The original photos were taken with a Phase One and Mamiya Leaf, and lest you think he captured crappy images and trusted in his Photoshop skills to fix them, that shoot took one and a half hours and spit out a few pretty incredible photos to begin with. As we said at the top, what he does in the video is take a great photo and make it phenomenal… and maybe blow our minds a bit in the process.

To see more examples of Jörg’s photography, head over to his website here. And if you’d like to watch him work some more, you can find more retouching videos on his YouTube channel here.

(via Fstoppers)

  • Kaouthia

    It’s a composite of several shots. It’s not one shot enhanced.

    Some good photoshop skills, sure, but I’d have been more impressed had they just lit it right in-camera in the first place.

  • Helk

    So that explains why my Rolex doesn’t look as good as the advertised version

  • mike

    I am not one to post negative comments, but this video did nothing to increase the quality of my life.

  • jock nines

    fewer grammatical mistakes, less pedantry?

  • Hmmmm

    Why even use a camera? It’s got to be easier to just to virtually create it.

  • Matt Rickman

    “fix it in post”

  • OtterMatt

    That was my exact thought, too. I realize that this is most likely a job worth tens of thousands of dollars, but still. I suppose the fact that nobody will ever notice this much detail or work is sort of a backhanded testament to the skill it was done with.

  • IEBA

    Ditto.

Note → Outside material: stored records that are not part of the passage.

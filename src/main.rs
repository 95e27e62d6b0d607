use clap::Parser;
use derive_more::{Display, Error, From};
use human_panic::setup_panic;
use indicatif::{ProgressBar, ProgressStyle};
use log::{error, info};
use std::path::Path;

use livestock_extractor_lib::{
    country_codes::{CountryCodeLoader, CountryCodes},
    save_file::{RecordFilter, SaveFile, SaveFileError},
    species::normalize_species_list,
    structures::summarize,
};

/// The command line arguments
mod args;
use args::Args;

/// Save folder discovery
mod discovery;
use discovery::{list_saves, resolve_save_dir, save_name};

/// Writers for the exported tables and the rules deciding where they go
mod export;
use export::{ExportError, OutputOptions};

/// An error that stops the export of a single save.
#[derive(Debug, From, Display, Error)]
enum ExtractorError {
    SaveFileError(SaveFileError),
    ExportError(ExportError),
}

/// Sets up the logger. The verbose flag shows the discovery steps,
/// `RUST_LOG` overrides both levels.
fn init_logging(verbose: bool) {
    let level = if verbose { "info" } else { "error" };
    env_logger::Builder::from_env(env_logger::Env::default().default_filter_or(level)).init();
}

/// Loads the country codes once, they are shared between all the saves.
fn load_country_codes(args: &Args) -> CountryCodes {
    let mut loader = CountryCodeLoader::new().with_game_root(&args.root);
    if let Some(country_map) = &args.country_map {
        loader = loader.with_override_file(country_map);
    }
    if let Some(rl) = &args.rl {
        loader = loader.with_mod_path(rl);
    }
    loader.load()
}

/// Exports one save, returning a line that describes what was written.
fn export_save(
    save_dir: &Path,
    codes: &CountryCodes,
    filter: &RecordFilter,
    options: &OutputOptions,
) -> Result<String, ExtractorError> {
    let save = SaveFile::open(save_dir)?;
    let extraction = save.extract(codes, filter);
    let summary = summarize(&extraction.individuals);
    let name = save_name(save_dir);
    let targets = options.targets(save_dir, &name);
    let written = targets.write(&extraction, &summary)?;
    let written: Vec<String> = written.iter().map(|p| p.display().to_string()).collect();
    Ok(format!("[ok] {}: wrote {}", name, written.join(", ")))
}

/// Main function. This is the entry point of the program.
///
/// # Process
///
/// 1. Parses the arguments and sets up logging
/// 2. Loads the country codes, from the override map, the given mod or the mods directory
/// 3. For the chosen save, or each save in the game folder:
///     1. Reads its placeables document into animal and fetus records
///     2. Summarizes the animals by shed, species and breed
///     3. Writes the tables as CSV, or as a single JSON dump
///
fn main() {
    setup_panic!();
    let args = Args::parse();
    init_logging(args.verbose);
    let species = args
        .species
        .as_deref()
        .map(normalize_species_list)
        .unwrap_or_default();
    if !species.is_empty() {
        info!("species filter: {}", species.join(", "));
    }
    let filter = RecordFilter::new()
        .with_species(species)
        .with_farm_id(args.farmid.clone().unwrap_or_default());
    let codes = load_country_codes(&args);
    let options = OutputOptions {
        out: args.out.clone(),
        summary_out: args.summary_out.clone(),
        json: args.json.clone(),
        batch: args.all_saves,
    };
    if !args.all_saves {
        let save_dir = resolve_save_dir(&args.save, &args.root);
        match export_save(&save_dir, &codes, &filter, &options) {
            Ok(line) => println!("{}", line),
            Err(e) => error!("{}", e),
        }
        return;
    }
    let saves = match list_saves(&args.root) {
        Ok(saves) => saves,
        Err(e) => {
            error!("could not list saves in {}: {}", args.root.display(), e);
            return;
        }
    };
    if saves.is_empty() {
        println!(
            "no savegame* folders with placeables.xml found in {}",
            args.root.display()
        );
        return;
    }
    let bar_style = ProgressStyle::default_bar()
        .template("[{elapsed_precise}] [{bar:40.cyan/blue}] {pos}/{len} {msg}")
        .unwrap()
        .progress_chars("#>-");
    let progress_bar = ProgressBar::new(saves.len() as u64);
    progress_bar.set_style(bar_style);
    for save_dir in progress_bar.wrap_iter(saves.iter()) {
        progress_bar.set_message(save_name(save_dir));
        match export_save(save_dir, &codes, &filter, &options) {
            Ok(line) => progress_bar.println(line),
            Err(e) => progress_bar.suspend(|| error!("{}", e)),
        }
    }
    progress_bar.finish_with_message("Saves exported");
}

With the amount of “crafting” that occurs after the fact, it’d be far more productive to take the engineering model, build a 3D model, and then it can be rotated and lit and tweaked ad-nauseum for years to come.

  • Chris

    You can’t actually do that. I’ve shot hundreds of watch photos – every single high end watch shot like the one above requires compositing because of the shiny nature of the object. One light will make the shiny dials light up nice but then erase all texture or wash out face details because of the glass face, etc… To get a shot like that, composite exposures are required. You can do less work in post if you can remove the glass cover on the watch, but that probably isn’t an option most of the time.

  • Banan Tarr

    Doesn’t explain why you bought it (maybe it was a gift?) when it didn’t look as good as the ad though? :)

  • alreadyupsidedown

    Maybe I’m crazy, but I actually like the original shot better. I suppose it doesn’t have as much ‘pop’, but I find the more reserved style has a little more taste.

    Cool work either way.

  • anon

    everything in one shot is an utopia in contemporary watch photography… you’ll need at least 2 images. one for the watchface and one for case/watchstrap. often you need more, as the contrastly lighting for one shot, totally kills the contrast in another part of the watch.

  • Kaouthia

    They used to manage it just fine on film. Dean Collins has some excellent coverage of exactly this on a 4×5 view camera in one of his videos.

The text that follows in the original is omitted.